▶ [PROBLEM REQUIREMENTS]: Your output must match the records below character for character.

START THE INPUT

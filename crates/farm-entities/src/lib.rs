//! Сущности SeaORM базы данных птицефабрики.

pub mod cages;
pub mod chickens;
pub mod config_params;
pub mod employee_cages;
pub mod employees;
pub mod farm_records;
//! Маршруты кур: CRUD и аналитика продуктивности.

use crate::api::AppState;
use crate::error::AppError;
use crate::repository::chicken_repository::ChickenData;
use crate::services::chicken_service;
use axum::extract::rejection::{JsonRejection, PathRejection, QueryRejection};
use axum::extract::{Path, Query, State};
use axum::http::StatusCode;
use axum::routing::get;
use axum::{Json, Router};
use farm_entities::chickens::Model as Chicken;
use serde::{Deserialize, Serialize};

#[derive(Debug, Deserialize)]
pub struct AvgEggsQuery {
    pub weight: f64,
    pub age: i32,
}

/// Необязательный фильтр списка: только вместе `weight` и `age`.
#[derive(Debug, Default, Deserialize)]
pub struct ChickenFilter {
    pub weight: Option<f64>,
    pub age: Option<i32>,
}

#[derive(Debug, Serialize)]
pub struct AvgEggsResponse {
    pub weight: f64,
    pub age: i32,
    /// `null`, если кур с такими параметрами нет
    pub avg_eggs: Option<f64>,
}

pub fn routes() -> Router<AppState> {
    Router::new()
        .route("/chickens", get(list_chickens).post(create_chicken))
        .route("/chickens/low-productivity", get(low_productivity))
        .route("/chickens/most-productive", get(most_productive))
        .route("/chickens/avg-eggs", get(avg_eggs))
        .route(
            "/chickens/{id}",
            get(get_chicken).put(update_chicken).delete(delete_chicken),
        )
}

/// GET /api/chickens[?weight=&age=]
async fn list_chickens(
    State(state): State<AppState>,
    query: Result<Query<ChickenFilter>, QueryRejection>,
) -> Result<Json<Vec<Chicken>>, AppError> {
    let Query(filter) = query?;

    let chickens = match (filter.weight, filter.age) {
        (Some(weight), Some(age)) => {
            chicken_service::chickens_by_weight_and_age(&state.db, weight, age).await?
        }
        (None, None) => chicken_service::list_chickens(&state.db).await?,
        _ => {
            return Err(AppError::BadRequest(
                "weight и age передаются только вместе".into(),
            ))
        }
    };

    Ok(Json(chickens))
}

/// GET /api/chickens/{id}
async fn get_chicken(
    State(state): State<AppState>,
    path: Result<Path<i32>, PathRejection>,
) -> Result<Json<Chicken>, AppError> {
    let Path(id) = path?;
    Ok(Json(chicken_service::get_chicken(&state.db, id).await?))
}

/// POST /api/chickens: заселить курицу в свободную клетку.
async fn create_chicken(
    State(state): State<AppState>,
    payload: Result<Json<ChickenData>, JsonRejection>,
) -> Result<(StatusCode, Json<Chicken>), AppError> {
    let Json(data) = payload?;
    let chicken = chicken_service::create_chicken(&state.db, data).await?;
    Ok((StatusCode::CREATED, Json(chicken)))
}

/// PUT /api/chickens/{id}: полная перезапись.
async fn update_chicken(
    State(state): State<AppState>,
    path: Result<Path<i32>, PathRejection>,
    payload: Result<Json<ChickenData>, JsonRejection>,
) -> Result<Json<Chicken>, AppError> {
    let Path(id) = path?;
    let Json(data) = payload?;
    Ok(Json(chicken_service::update_chicken(&state.db, id, data).await?))
}

/// DELETE /api/chickens/{id}
async fn delete_chicken(
    State(state): State<AppState>,
    path: Result<Path<i32>, PathRejection>,
) -> Result<Json<serde_json::Value>, AppError> {
    let Path(id) = path?;
    chicken_service::delete_chicken(&state.db, id).await?;
    Ok(Json(serde_json::json!({ "message": "курица удалена" })))
}

/// GET /api/chickens/low-productivity: куры ниже среднего по поголовью.
async fn low_productivity(State(state): State<AppState>) -> Result<Json<Vec<Chicken>>, AppError> {
    Ok(Json(
        chicken_service::low_productivity_chickens(&state.db).await?,
    ))
}

/// GET /api/chickens/most-productive
async fn most_productive(State(state): State<AppState>) -> Result<Json<Chicken>, AppError> {
    Ok(Json(
        chicken_service::most_productive_chicken(&state.db).await?,
    ))
}

/// GET /api/chickens/avg-eggs?weight=&age=
async fn avg_eggs(
    State(state): State<AppState>,
    query: Result<Query<AvgEggsQuery>, QueryRejection>,
) -> Result<Json<AvgEggsResponse>, AppError> {
    let Query(AvgEggsQuery { weight, age }) = query?;
    let avg_eggs = chicken_service::avg_eggs_by_weight_and_age(&state.db, weight, age).await?;

    Ok(Json(AvgEggsResponse {
        weight,
        age,
        avg_eggs,
    }))
}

END THE INPUT

▶ [EXERCISE SOLUTION]:
filename crates/farm-entities/src/lib.rs
//! Сущности SeaORM базы данных птицефабрики.

pub mod cages;
pub mod chickens;
pub mod config_params;
pub mod employee_cages;
pub mod employees;
pub mod farm_records;
//! Маршруты кур: CRUD и аналитика продуктивности.

use crate::api::AppState;
use crate::error::AppError;
use crate::repository::chicken_repository::ChickenData;
use crate::services::chicken_service;
use axum::extract::rejection::{JsonRejection, PathRejection, QueryRejection};
use axum::extract::{Path, Query, State};
use axum::http::StatusCode;
use axum::routing::get;
use axum::{Json, Router};
use farm_entities::chickens::Model as Chicken;
use serde::{Deserialize, Serialize};

#[derive(Debug, Deserialize)]
pub struct AvgEggsQuery {
    pub weight: f64,
    pub age: i32,
}

/// Необязательный фильтр списка: только вместе `weight` и `age`.
#[derive(Debug, Default, Deserialize)]
pub struct ChickenFilter {
    pub weight: Option<f64>,
    pub age: Option<i32>,
}

#[derive(Debug, Serialize)]
pub struct AvgEggsResponse {
    pub weight: f64,
    pub age: i32,
    /// `null`, если кур с такими параметрами нет
    pub avg_eggs: Option<f64>,
}

pub fn routes() -> Router<AppState> {
    Router::new()
        .route("/chickens", get(list_chickens).post(create_chicken))
        .route("/chickens/low-productivity", get(low_productivity))
        .route("/chickens/most-productive", get(most_productive))
        .route("/chickens/avg-eggs", get(avg_eggs))
        .route(
            "/chickens/{id}",
            get(get_chicken).put(update_chicken).delete(delete_chicken),
        )
}

/// GET /api/chickens[?weight=&age=]
async fn list_chickens(
    State(state): State<AppState>,
    query: Result<Query<ChickenFilter>, QueryRejection>,
) -> Result<Json<Vec<Chicken>>, AppError> {
    let Query(filter) = query?;

    let chickens = match (filter.weight, filter.age) {
        (Some(weight), Some(age)) => {
            chicken_service::chickens_by_weight_and_age(&state.db, weight, age).await?
        }
        (None, None) => chicken_service::list_chickens(&state.db).await?,
        _ => {
            return Err(AppError::BadRequest(
                "weight и age передаются только вместе".into(),
            ))
        }
    };

    Ok(Json(chickens))
}

/// GET /api/chickens/{id}
async fn get_chicken(
    State(state): State<AppState>,
    path: Result<Path<i32>, PathRejection>,
) -> Result<Json<Chicken>, AppError> {
    let Path(id) = path?;
    Ok(Json(chicken_service::get_chicken(&state.db, id).await?))
}

/// POST /api/chickens: заселить курицу в свободную клетку.
async fn create_chicken(
    State(state): State<AppState>,
    payload: Result<Json<ChickenData>, JsonRejection>,
) -> Result<(StatusCode, Json<Chicken>), AppError> {
    let Json(data) = payload?;
    let chicken = chicken_service::create_chicken(&state.db, data).await?;
    Ok((StatusCode::CREATED, Json(chicken)))
}

/// PUT /api/chickens/{id}: полная перезапись.
async fn update_chicken(
    State(state): State<AppState>,
    path: Result<Path<i32>, PathRejection>,
    payload: Result<Json<ChickenData>, JsonRejection>,
) -> Result<Json<Chicken>, AppError> {
    let Path(id) = path?;
    let Json(data) = payload?;
    Ok(Json(chicken_service::update_chicken(&state.db, id, data).await?))
}

/// DELETE /api/chickens/{id}
async fn delete_chicken(
    State(state): State<AppState>,
    path: Result<Path<i32>, PathRejection>,
) -> Result<Json<serde_json::Value>, AppError> {
    let Path(id) = path?;
    chicken_service::delete_chicken(&state.db, id).await?;
    Ok(Json(serde_json::json!({ "message": "курица удалена" })))
}

/// GET /api/chickens/low-productivity: куры ниже среднего по поголовью.
async fn low_productivity(State(state): State<AppState>) -> Result<Json<Vec<Chicken>>, AppError> {
    Ok(Json(
        chicken_service::low_productivity_chickens(&state.db).await?,
    ))
}

/// GET /api/chickens/most-productive
async fn most_productive(State(state): State<AppState>) -> Result<Json<Chicken>, AppError> {
    Ok(Json(
        chicken_service::most_productive_chicken(&state.db).await?,
    ))
}

/// GET /api/chickens/avg-eggs?weight=&age=
async fn avg_eggs(
    State(state): State<AppState>,
    query: Result<Query<AvgEggsQuery>, QueryRejection>,
) -> Result<Json<AvgEggsResponse>, AppError> {
    let Query(AvgEggsQuery { weight, age }) = query?;
    let avg_eggs = chicken_service::avg_eggs_by_weight_and_age(&state.db, weight, age).await?;

    Ok(Json(AvgEggsResponse {
        weight,
        age,
        avg_eggs,
    }))
}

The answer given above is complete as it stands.